DATA TO PROCESS

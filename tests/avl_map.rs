use assoc_maps::{AvlMap, BstMap, DuplicatePolicy, InsertError};

#[test]
fn ascending_one_to_seven_is_perfectly_balanced() {
    let mut m = AvlMap::new();
    for k in 1..=7 {
        m.insert(k, k.to_string()).unwrap();
    }
    assert_eq!(m.height(), Some(2));
    assert_eq!(m.len(), 7);
    let keys: Vec<i32> = m.keys().copied().collect();
    assert_eq!(keys, (1..=7).collect::<Vec<_>>());
    let first_level: Vec<i32> = m.level_order().take(3).map(|(k, _)| *k).collect();
    assert_eq!(first_level, [4, 2, 6]);
}

#[test]
fn deleting_two_child_root_promotes_predecessor() {
    let mut m = AvlMap::new();
    for k in [5, 2, 8, 1] {
        m.insert(k, ()).unwrap();
    }
    assert_eq!(m.remove(&5), Some(()));
    assert_eq!(m.level_order().next().map(|(k, _)| *k), Some(2));
    assert_eq!(m.keys().copied().collect::<Vec<_>>(), [1, 2, 8]);
    assert_eq!(m.height(), Some(1));
}

#[test]
fn avl_stays_logarithmic_where_bst_degenerates() {
    let mut avl = AvlMap::new();
    let mut bst = BstMap::new();
    for k in 0..1024u32 {
        avl.insert(k, k).unwrap();
        bst.insert(k, k).unwrap();
    }
    assert_eq!(avl.height(), Some(10));
    assert_eq!(bst.height(), Some(1023));
    assert!(avl.iter().eq(bst.iter()));
}

#[test]
fn drain_by_removal_empties_map() {
    let mut m = AvlMap::new();
    for k in 0..500 {
        m.insert(k, k * 2).unwrap();
    }
    for k in (0..500).filter(|k| k % 3 == 0) {
        assert_eq!(m.remove(&k), Some(k * 2));
    }
    assert_eq!(m.len(), 500 - 167);
    assert!(m.height().unwrap() <= 12);
    for k in 0..500 {
        assert_eq!(m.get(&k).is_some(), k % 3 != 0);
    }
    let rest: Vec<_> = m.keys().copied().collect();
    for k in rest {
        m.remove(&k);
    }
    assert!(m.is_empty());
    assert_eq!(m.iter().next(), None);
}

#[test]
fn iteration_is_restartable() {
    let mut m = AvlMap::new();
    for k in [3, 1, 2] {
        m.insert(k, ()).unwrap();
    }
    let a: Vec<_> = m.iter().collect();
    let b: Vec<_> = (&m).into_iter().collect();
    assert_eq!(a, b);
    assert_eq!(m.iter().len(), 3);
}

#[test]
fn duplicate_rejected_by_default_replaced_on_upsert() {
    let mut m = AvlMap::new();
    m.insert("k", 1).unwrap();
    match m.insert("k", 2) {
        Err(InsertError::DuplicateKey) => {}
        other => panic!("unexpected result: {:?}", other),
    }
    assert_eq!(m.get("k"), Some(&1));

    let mut u = AvlMap::with_policy(DuplicatePolicy::Upsert);
    assert_eq!(u.policy(), DuplicatePolicy::Upsert);
    u.insert("k", 1).unwrap();
    assert_eq!(u.insert("k", 2), Ok(Some(1)));
    assert_eq!(u.len(), 1);
}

PROBLEM DETAILS
Return all lines of the data in which the string "collect" appears.

SOLUTION FOR THIS TASK
    let keys: Vec<i32> = m.keys().copied().collect();
    assert_eq!(keys, (1..=7).collect::<Vec<_>>());
    let first_level: Vec<i32> = m.level_order().take(3).map(|(k, _)| *k).collect();
    assert_eq!(m.keys().copied().collect::<Vec<_>>(), [1, 2, 8]);
    let rest: Vec<_> = m.keys().copied().collect();
    let a: Vec<_> = m.iter().collect();
    let b: Vec<_> = (&m).into_iter().collect();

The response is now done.